**To do:**
Across the records, find how many lines include the string "otherwise" and answer with only the figure.
───
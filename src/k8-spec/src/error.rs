use serde_json::Error as SerdeJsonError;
use serde_yaml::Error as SerdeYamlError;
use thiserror::Error;

#[derive(Error, Debug)]
pub enum SpecError {
    /// spec is missing a field the operation needs, or asks for something unsupported
    #[error("{0}")]
    Validation(String),
    #[error("Json error: {0}")]
    JsonError(#[from] SerdeJsonError),
    #[error("Yaml error: {0}")]
    YamlError(#[from] SerdeYamlError),
    #[error("Secret error: {0}")]
    Secret(String),
}

impl SpecError {
    pub fn is_validation(&self) -> bool {
        matches!(self, Self::Validation(_))
    }
}
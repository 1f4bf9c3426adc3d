use std::env;
use std::fmt;
use std::fs::File;
use std::path::Path;
use std::path::PathBuf;

use dirs::home_dir;
use serde::Deserialize;
use serde::Serialize;
use tracing::debug;

use k8_spec_types::SpecFormat;

use crate::ConfigError;

/// path of the sync configuration file
pub const CONFIG_ENV: &str = "K8_SYNC_CONFIG";
/// overrides `secretKey` from the configuration file
pub const SECRET_KEY_ENV: &str = "K8_SYNC_SECRET_KEY";

pub const DEFAULT_BRANCH: &str = "master";

fn default_branch() -> String {
    DEFAULT_BRANCH.to_owned()
}

/// repository holding the synced specs
#[derive(Debug, Eq, PartialEq, Clone, Serialize, Deserialize)]
#[serde(rename_all = "camelCase")]
pub struct RepoRef {
    pub owner: String,
    pub repo: String,
    #[serde(default, skip_serializing_if = "Option::is_none")]
    pub url: Option<String>,
    #[serde(default = "default_branch")]
    pub branch: String,
}

impl RepoRef {
    pub fn new<S: Into<String>>(owner: S, repo: S) -> Self {
        Self {
            owner: owner.into(),
            repo: repo.into(),
            url: None,
            branch: default_branch(),
        }
    }

    /// `owner/repo`
    pub fn slug(&self) -> String {
        format!("{}/{}", self.owner, self.repo)
    }
}

#[derive(Eq, PartialEq, Clone, Serialize, Deserialize)]
pub struct Credentials {
    pub token: String,
}

impl fmt::Debug for Credentials {
    fn fmt(&self, f: &mut fmt::Formatter) -> fmt::Result {
        f.debug_struct("Credentials").field("token", &"****").finish()
    }
}

/// where and how resource specs are synced
#[derive(Debug, Eq, PartialEq, Clone, Serialize, Deserialize)]
#[serde(rename_all = "camelCase")]
pub struct SyncOptions {
    pub repo: RepoRef,
    #[serde(default, skip_serializing_if = "Option::is_none")]
    pub credentials: Option<Credentials>,
    /// key used to encrypt Secret data in the repository
    #[serde(default, skip_serializing_if = "Option::is_none")]
    pub secret_key: Option<String>,
    /// format of newly created spec files
    #[serde(default)]
    pub spec_format: SpecFormat,
}

impl SyncOptions {
    pub fn new(repo: RepoRef) -> Self {
        Self {
            repo,
            credentials: None,
            secret_key: None,
            spec_format: SpecFormat::default(),
        }
    }

    pub fn with_secret_key<S: Into<String>>(mut self, key: S) -> Self {
        self.secret_key = Some(key.into());
        self
    }

    pub fn with_spec_format(mut self, format: SpecFormat) -> Self {
        self.spec_format = format;
        self
    }

    pub fn secret_key(&self) -> Option<&str> {
        self.secret_key.as_deref()
    }

    /// read json or yaml depending on extension
    pub fn from_file<T: AsRef<Path>>(path: T) -> Result<Self, ConfigError> {
        let path = path.as_ref();
        debug!(path = %path.display(), "reading sync options");
        let file = File::open(path)?;
        let options: Self = match SpecFormat::from_path(&path.to_string_lossy()) {
            SpecFormat::Json => serde_json::from_reader(file)?,
            SpecFormat::Yaml => serde_yaml::from_reader(file)?,
        };
        options.validate()?;
        Ok(options)
    }

    /// load from `K8_SYNC_CONFIG` or `~/.k8-sync/config.yaml`,
    /// then apply environment overrides
    pub fn load() -> Result<Self, ConfigError> {
        let path = match env::var_os(CONFIG_ENV) {
            Some(path) => PathBuf::from(path),
            None => Self::default_path()?,
        };
        Ok(Self::from_file(path)?.with_env_overrides(|name| env::var(name).ok()))
    }

    pub fn default_path() -> Result<PathBuf, ConfigError> {
        let home = home_dir().ok_or(ConfigError::NoHomeDir)?;
        Ok(home.join(".k8-sync").join("config.yaml"))
    }

    pub fn with_env_overrides<F>(mut self, lookup: F) -> Self
    where
        F: Fn(&str) -> Option<String>,
    {
        if let Some(key) = lookup(SECRET_KEY_ENV).filter(|key| !key.is_empty()) {
            debug!("secret key taken from environment");
            self.secret_key = Some(key);
        }
        self
    }

    pub fn validate(&self) -> Result<(), ConfigError> {
        if self.repo.owner.is_empty() || self.repo.repo.is_empty() {
            return Err(ConfigError::Invalid(
                "repo owner and name must be set".to_owned(),
            ));
        }
        if matches!(&self.secret_key, Some(key) if key.is_empty()) {
            return Err(ConfigError::Invalid("secretKey must not be empty".to_owned()));
        }
        Ok(())
    }
}
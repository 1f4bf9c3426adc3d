use serde::Deserialize;
use serde::Serialize;

use k8_spec_types::{Action, KindRegistry, ObjectMeta, ResourceObject};

use crate::SpecError;

pub const NAME_LABEL: &str = "app.kubernetes.io/name";
pub const WORKSPACE_LABEL: &str = "atomist.com/workspaceId";

/// kinds that can be built from an application reference
pub const BUILDABLE_KINDS: &[&str] = &[
    "ClusterRole",
    "ClusterRoleBinding",
    "ConfigMap",
    "CronJob",
    "DaemonSet",
    "Deployment",
    "HorizontalPodAutoscaler",
    "Ingress",
    "Namespace",
    "NetworkPolicy",
    "PersistentVolumeClaim",
    "PodDisruptionBudget",
    "Role",
    "RoleBinding",
    "Secret",
    "Service",
    "ServiceAccount",
    "StatefulSet",
];

/// identifies a deployed application, used to build, find and delete its resources
#[derive(Deserialize, Serialize, Debug, Default, Clone, PartialEq, Eq)]
#[serde(rename_all = "camelCase")]
pub struct ApplicationRef {
    pub name: String,
    pub ns: String,
    pub workspace_id: String,
}

impl ApplicationRef {
    pub fn new<S>(workspace_id: S, ns: S, name: S) -> Self
    where
        S: Into<String>,
    {
        Self {
            name: name.into(),
            ns: ns.into(),
            workspace_id: workspace_id.into(),
        }
    }

    /// identity labels put on every object built for this application
    pub fn labels(&self) -> Vec<(&str, &str)> {
        vec![
            (NAME_LABEL, self.name.as_str()),
            (WORKSPACE_LABEL, self.workspace_id.as_str()),
        ]
    }
}

/// minimal object of `kind` that identifies the application resource,
/// enough to address it for reading or deletion
pub fn build_resource_object(app: &ApplicationRef, kind: &str) -> Result<ResourceObject, SpecError> {
    build_resource_object_with(KindRegistry::builtin(), app, kind)
}

pub fn build_resource_object_with(
    registry: &KindRegistry,
    app: &ApplicationRef,
    kind: &str,
) -> Result<ResourceObject, SpecError> {
    let info = registry
        .get(kind)
        .filter(|info| BUILDABLE_KINDS.contains(&info.kind))
        .ok_or_else(|| {
            SpecError::Validation(format!(
                "Unsupported kind of Kubernetes resource object: {}",
                kind
            ))
        })?;

    let metadata = if kind == "Namespace" {
        ObjectMeta::named(app.ns.as_str())
    } else if registry.scope(kind).is_cluster(Action::Create) {
        ObjectMeta::named(app.name.as_str())
    } else {
        ObjectMeta::new(app.name.as_str(), app.ns.as_str())
    };

    Ok(ResourceObject::new(
        info.api_version(),
        kind.to_owned(),
        metadata.set_labels(app.labels()),
    ))
}
use std::borrow::Cow;

use serde_json::Value;
use tracing::trace;

use k8_spec_types::{ResourceObject, SpecFormat};

use crate::{KeystreamCipher, SecretCipher, SpecError};

#[derive(Debug, Default, Clone, Copy)]
pub struct StringifyOptions<'a> {
    pub format: SpecFormat,
    /// when set, Secret data values are encrypted before serializing
    pub secret_key: Option<&'a str>,
}

impl<'a> StringifyOptions<'a> {
    pub fn new(format: SpecFormat, secret_key: Option<&'a str>) -> Self {
        Self { format, secret_key }
    }
}

/// serialize with the default secret cipher
pub fn stringify(resource: &ResourceObject, options: &StringifyOptions) -> Result<String, SpecError> {
    stringify_with(resource, options, &KeystreamCipher)
}

/// Deterministic serialization: keys are sorted at every level.
/// JSON is indented by two spaces and ends with a newline.
pub fn stringify_with(
    resource: &ResourceObject,
    options: &StringifyOptions,
    cipher: &dyn SecretCipher,
) -> Result<String, SpecError> {
    let resource = match options.secret_key {
        Some(key) if resource.is_secret() => {
            trace!(name = ?resource.name(), "encrypting secret data");
            Cow::Owned(cipher.encrypt(resource, key)?)
        }
        _ => Cow::Borrowed(resource),
    };

    // serde_json maps are ordered by key
    let value = serde_json::to_value(resource.as_ref())?;
    match options.format {
        SpecFormat::Json => {
            let mut json = serde_json::to_string_pretty(&value)?;
            json.push('\n');
            Ok(json)
        }
        SpecFormat::Yaml => Ok(serde_yaml::to_string(&value)?),
    }
}

pub fn parse_spec(content: &str, format: SpecFormat) -> Result<ResourceObject, SpecError> {
    let resource = match format {
        SpecFormat::Json => serde_json::from_str(content)?,
        SpecFormat::Yaml => {
            let value: Value = serde_yaml::from_str(content)?;
            serde_json::from_value(value)?
        }
    };
    Ok(resource)
}

#[cfg(test)]
mod test {

    use serde_json::json;

    use k8_spec_types::{ResourceObject, SpecFormat};

    use super::{parse_spec, stringify, StringifyOptions};

    fn service() -> ResourceObject {
        serde_json::from_value(json!({
            "kind": "Service",
            "apiVersion": "v1",
            "spec": {
                "type": "NodePort",
                "ports": [{ "port": 8080, "name": "http" }]
            },
            "metadata": {
                "namespace": "black-angel",
                "name": "tonina",
                "labels": { "app.kubernetes.io/name": "tonina" }
            }
        }))
        .expect("service")
    }

    #[test]
    fn test_stringify_json_sorted() {
        let json = stringify(&service(), &StringifyOptions::default()).expect("json");
        assert_eq!(
            json,
            r#"{
  "apiVersion": "v1",
  "kind": "Service",
  "metadata": {
    "labels": {
      "app.kubernetes.io/name": "tonina"
    },
    "name": "tonina",
    "namespace": "black-angel"
  },
  "spec": {
    "ports": [
      {
        "name": "http",
        "port": 8080
      }
    ],
    "type": "NodePort"
  }
}
"#
        );
    }

    #[test]
    fn test_stringify_yaml_sorted() {
        let options = StringifyOptions::new(SpecFormat::Yaml, None);
        let yaml = stringify(&service(), &options).expect("yaml");
        assert_eq!(
            yaml,
            r#"apiVersion: v1
kind: Service
metadata:
  labels:
    app.kubernetes.io/name: tonina
  name: tonina
  namespace: black-angel
spec:
  ports:
  - name: http
    port: 8080
  type: NodePort
"#
        );
    }

    #[test]
    fn test_secret_key_only_touches_secrets() {
        let options = StringifyOptions::new(SpecFormat::Json, Some("key"));
        let with_key = stringify(&service(), &options).expect("json");
        let without_key = stringify(&service(), &StringifyOptions::default()).expect("json");
        assert_eq!(with_key, without_key);

        let secret: ResourceObject = serde_json::from_value(json!({
            "apiVersion": "v1",
            "kind": "Secret",
            "metadata": { "name": "tonina", "namespace": "black-angel" },
            "data": { "password": "c2VjcmV0" }
        }))
        .expect("secret");
        let encrypted = stringify(&secret, &options).expect("json");
        assert!(!encrypted.contains("c2VjcmV0"));
    }

    #[test]
    fn test_parse_roundtrip() {
        for format in [SpecFormat::Json, SpecFormat::Yaml] {
            let text = stringify(&service(), &StringifyOptions::new(format, None)).expect("text");
            assert_eq!(parse_spec(&text, format).expect("parse"), service());
        }
    }

    #[test]
    fn test_parse_invalid() {
        assert!(parse_spec("{ not json", SpecFormat::Json).is_err());
        assert!(parse_spec("kind: [unclosed", SpecFormat::Yaml).is_err());
    }
}
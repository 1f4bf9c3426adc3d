//!
//! # Kubernetes spec types
//!
//! Resource objects as they appear in spec files, the actions that can be
//! requested against them, and the static kind registry that drives scope,
//! plural and apply order decisions.
//!
mod action;
mod format;
mod object;
mod registry;
mod scope;

pub use self::action::*;
pub use self::format::*;
pub use self::object::*;
pub use self::registry::*;
pub use self::scope::*;

pub const CORE_GROUP: &str = "core";
pub const SECRET_KIND: &str = "Secret";
use tracing::trace;

use k8_spec_types::{Action, KindRegistry, ResourceObject, CORE_GROUP};

use crate::SpecError;

/// how the path for an action is shaped
#[derive(Debug, Clone, Copy, PartialEq, Eq)]
pub struct UriOptions {
    pub append_name: bool,
    pub namespace_required: bool,
}

pub fn uri_options(action: Action, kind: &str) -> UriOptions {
    uri_options_with(KindRegistry::builtin(), action, kind)
}

pub fn uri_options_with(registry: &KindRegistry, action: Action, kind: &str) -> UriOptions {
    UriOptions {
        append_name: action.targets_item(),
        namespace_required: !registry.is_cluster_resource(action, kind),
    }
}

/// relative API path of a resource for an action,
/// `{apiVersion}/[namespaces/{namespace}/]{plural}[/{name}]`
pub fn spec_uri_path(resource: &ResourceObject, action: Action) -> Result<String, SpecError> {
    spec_uri_path_with(KindRegistry::builtin(), resource, action)
}

pub fn spec_uri_path_with(
    registry: &KindRegistry,
    resource: &ResourceObject,
    action: Action,
) -> Result<String, SpecError> {
    let kind = resource
        .kind()
        .ok_or_else(|| missing("kind", resource))?;
    let opts = uri_options_with(registry, action, kind);

    let mut path = resolve_api_version(registry, resource, kind)?;
    if opts.namespace_required {
        match resource.namespace() {
            Some(ns) => {
                path.push_str("/namespaces/");
                path.push_str(ns);
            }
            // collection across all namespaces
            None if opts.append_name => return Err(missing("namespace", resource)),
            None => {}
        }
    }
    path.push('/');
    path.push_str(&registry.plural(kind));

    if opts.append_name {
        let name = resource
            .name()
            .ok_or_else(|| missing("name", resource))?;
        path.push('/');
        path.push_str(name);
    }

    trace!(%action, kind, %path, "resolved spec uri path");
    Ok(path)
}

/// apiVersion of the object, or the registered one when the object has none
fn resolve_api_version(
    registry: &KindRegistry,
    resource: &ResourceObject,
    kind: &str,
) -> Result<String, SpecError> {
    match resource.api_version() {
        Some(api_version) => Ok(api_version.to_owned()),
        None => registry
            .get(kind)
            .map(|info| info.api_version())
            .filter(|api_version| !api_version.is_empty())
            .ok_or_else(|| missing("apiVersion", resource)),
    }
}

fn missing(field: &str, resource: &ResourceObject) -> SpecError {
    SpecError::Validation(format!("Spec does not contain {}: {}", field, resource))
}

#[derive(Debug, Clone, Copy, PartialEq, Eq)]
pub enum PatchMergeType {
    JsonMerge,
    StrategicMerge,
}

impl PatchMergeType {
    /// strategic merge is only understood by built-in core and apps types
    pub fn for_api_version(api_version: &str) -> Self {
        match api_version.split_once('/') {
            None => PatchMergeType::StrategicMerge,
            Some((CORE_GROUP, _)) | Some(("apps", _)) => PatchMergeType::StrategicMerge,
            Some(_) => PatchMergeType::JsonMerge,
        }
    }

    pub fn content_type(&self) -> &'static str {
        match self {
            PatchMergeType::JsonMerge => "application/merge-patch+json",
            PatchMergeType::StrategicMerge => "application/strategic-merge-patch+json",
        }
    }
}

/// shape of a request against the API server
#[derive(Debug, Clone, PartialEq, Eq)]
pub struct ApiRequest {
    pub method: &'static str,
    pub path: String,
    pub content_type: &'static str,
    core: bool,
}

impl ApiRequest {
    /// full uri, core group lives under `/api`, others under `/apis`
    pub fn uri(&self, host: &str) -> String {
        let api_prefix = if self.core { "api" } else { "apis" };
        format!("{}/{}/{}", host.trim_end_matches('/'), api_prefix, self.path)
    }
}

pub fn api_request(resource: &ResourceObject, action: Action) -> Result<ApiRequest, SpecError> {
    let registry = KindRegistry::builtin();
    let path = spec_uri_path_with(registry, resource, action)?;
    let kind = resource.kind().unwrap_or_default();
    let api_version = resolve_api_version(registry, resource, kind)?;
    let content_type = match action {
        Action::Patch => PatchMergeType::for_api_version(&api_version).content_type(),
        _ => "application/json",
    };
    Ok(ApiRequest {
        method: action.http_method(),
        path,
        content_type,
        core: !api_version.contains('/'),
    })
}
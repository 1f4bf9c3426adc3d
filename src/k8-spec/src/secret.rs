//!
//! # Secret value encryption
//!
//! Secrets are stored in the sync repository with every `data` value
//! encrypted. Output must be identical for identical key and plaintext,
//! otherwise every sync pass would produce a new commit, so the default
//! cipher has no nonce.
//!
use base64::engine::general_purpose::STANDARD;
use base64::Engine;
use serde_json::Value;
use sha2::{Digest, Sha256};

use k8_spec_types::ResourceObject;

use crate::SpecError;

pub trait SecretCipher {
    fn encrypt_value(&self, plaintext: &str, key: &str) -> Result<String, SpecError>;

    fn decrypt_value(&self, ciphertext: &str, key: &str) -> Result<String, SpecError>;

    /// copy of the secret with every data value encrypted
    fn encrypt(&self, secret: &ResourceObject, key: &str) -> Result<ResourceObject, SpecError> {
        transform_data(secret, |value| self.encrypt_value(value, key))
    }

    /// copy of the secret with every data value decrypted
    fn decrypt(&self, secret: &ResourceObject, key: &str) -> Result<ResourceObject, SpecError> {
        transform_data(secret, |value| self.decrypt_value(value, key))
    }
}

fn transform_data<F>(secret: &ResourceObject, mut transform: F) -> Result<ResourceObject, SpecError>
where
    F: FnMut(&str) -> Result<String, SpecError>,
{
    let mut output = secret.clone();
    if let Some(data) = output.data_mut() {
        for (key, value) in data.iter_mut() {
            let plain = value.as_str().ok_or_else(|| {
                SpecError::Secret(format!("value of data key {} is not a string", key))
            })?;
            *value = Value::String(transform(plain)?);
        }
    }
    Ok(output)
}

/// XOR with a SHA-256 counter keystream derived from the key, base64 encoded.
///
/// Deterministic and unauthenticated: this hides values from casual readers
/// of the repository, it does not protect against tampering.
#[derive(Debug, Default, Clone, Copy)]
pub struct KeystreamCipher;

impl KeystreamCipher {
    fn apply(&self, input: &[u8], key: &str) -> Vec<u8> {
        input
            .chunks(32)
            .enumerate()
            .flat_map(|(counter, chunk)| {
                let mut hasher = Sha256::new();
                hasher.update(key.as_bytes());
                hasher.update((counter as u64).to_be_bytes());
                let block = hasher.finalize();
                chunk
                    .iter()
                    .zip(block)
                    .map(|(byte, pad)| byte ^ pad)
                    .collect::<Vec<u8>>()
            })
            .collect()
    }
}

impl SecretCipher for KeystreamCipher {
    fn encrypt_value(&self, plaintext: &str, key: &str) -> Result<String, SpecError> {
        Ok(STANDARD.encode(self.apply(plaintext.as_bytes(), key)))
    }

    fn decrypt_value(&self, ciphertext: &str, key: &str) -> Result<String, SpecError> {
        let encrypted = STANDARD
            .decode(ciphertext)
            .map_err(|err| SpecError::Secret(format!("invalid base64: {}", err)))?;
        String::from_utf8(self.apply(&encrypted, key))
            .map_err(|_| SpecError::Secret("decrypted value is not utf-8, wrong key?".to_owned()))
    }
}
use serde::Deserialize;
use serde::Serialize;

/// on-disk format of a spec file
#[derive(Deserialize, Serialize, Debug, Default, Clone, Copy, PartialEq, Eq)]
#[serde(rename_all = "lowercase")]
pub enum SpecFormat {
    #[default]
    Json,
    Yaml,
}

impl SpecFormat {
    /// yaml if path ends with `.yaml` or `.yml`, json otherwise
    pub fn from_path(path: &str) -> Self {
        let lower = path.to_lowercase();
        if lower.ends_with(".yaml") || lower.ends_with(".yml") {
            Self::Yaml
        } else {
            Self::Json
        }
    }

    pub fn extension(&self) -> &'static str {
        match self {
            Self::Json => "json",
            Self::Yaml => "yaml",
        }
    }
}

#[cfg(test)]
mod test {

    use super::SpecFormat;

    #[test]
    fn test_format_from_path() {
        assert_eq!(SpecFormat::from_path("70_ns_app_deployment.json"), SpecFormat::Json);
        assert_eq!(SpecFormat::from_path("20_ns_app_service-account.yml"), SpecFormat::Yaml);
        assert_eq!(SpecFormat::from_path("20_ns_app_service-account.YAML"), SpecFormat::Yaml);
        assert_eq!(SpecFormat::from_path("README"), SpecFormat::Json);
    }
}
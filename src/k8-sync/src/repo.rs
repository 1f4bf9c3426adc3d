use anyhow::Result;
use async_trait::async_trait;
use glob::{MatchOptions, Pattern};

/// spec files live at the root of the sync repository
pub const SPEC_FILE_PATTERNS: &[&str] = &["*.json", "*.yaml", "*.yml"];

const ROOT_ONLY: MatchOptions = MatchOptions {
    case_sensitive: true,
    require_literal_separator: true,
    require_literal_leading_dot: true,
};

/// true if repository relative path is a spec file
pub fn is_spec_file(path: &str) -> bool {
    SPEC_FILE_PATTERNS.iter().any(|pattern| {
        Pattern::new(pattern)
            .map(|pattern| pattern.matches_with(path, ROOT_ONLY))
            .unwrap_or(false)
    })
}

/// Working copy of the sync repository.
///
/// Paths are relative to the repository root. A sync pass assumes it is the only
/// writer of the working copy.
#[async_trait]
pub trait SpecRepo: Send + Sync {
    /// paths of all files matching [`SPEC_FILE_PATTERNS`], sorted
    async fn spec_paths(&self) -> Result<Vec<String>>;

    async fn read_file(&self, path: &str) -> Result<String>;

    async fn write_file(&mut self, path: &str, content: &str) -> Result<()>;

    async fn delete_file(&mut self, path: &str) -> Result<()>;

    async fn file_exists(&self, path: &str) -> Result<bool>;

    /// true if no file written or deleted through this repository has uncommitted changes
    async fn is_clean(&self) -> Result<bool>;

    /// commit the changed files written or deleted through this repository
    async fn commit(&mut self, message: &str) -> Result<()>;

    async fn push(&mut self) -> Result<()>;
}
mod basename;
mod builder;
mod error;
mod matcher;
mod secret;
mod serialize;
mod uri;

pub use self::basename::*;
pub use self::builder::*;
pub use self::error::SpecError;
pub use self::matcher::*;
pub use self::secret::*;
pub use self::serialize::*;
pub use self::uri::*;

pub mod types {
    pub use k8_spec_types::*;
}
//! Per-request scratch directory.
//!
//! Each request gets its own uniquely named directory. It is removed when the
//! [`Workspace`] is dropped, so every early return cleans up too.

use std::path::{Path, PathBuf};
use tempfile::TempDir;

pub struct Workspace {
    dir: TempDir,
}

impl Workspace {
    /// Create `<root>/<prefix><random>`.
    pub fn create(root: &Path, prefix: &str) -> std::io::Result<Self> {
        let dir = tempfile::Builder::new().prefix(prefix).tempdir_in(root)?;
        log::debug!("[Workspace] Created {}", dir.path().display());
        Ok(Self { dir })
    }

    pub fn root(&self) -> &Path {
        self.dir.path()
    }

    /// Path of `name` inside the workspace.
    pub fn path(&self, name: &str) -> PathBuf {
        self.dir.path().join(name)
    }

    /// Write an input file readable only by the service user.
    pub async fn write(&self, name: &str, contents: &[u8]) -> std::io::Result<PathBuf> {
        let path = self.path(name);
        let mut options = tokio::fs::OpenOptions::new();
        options.write(true).create(true).truncate(true);
        #[cfg(unix)]
        options.mode(0o600);

        let mut file = options.open(&path).await?;
        tokio::io::AsyncWriteExt::write_all(&mut file, contents).await?;
        tokio::io::AsyncWriteExt::flush(&mut file).await?;
        Ok(path)
    }

    /// Remove the directory now and report failure.
    ///
    /// Dropping does the same but can only log.
    pub fn close(self) -> std::io::Result<()> {
        let path = self.dir.path().to_path_buf();
        self.dir.close()?;
        log::debug!("[Workspace] Removed {}", path.display());
        Ok(())
    }
}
───
**Final answer:**
2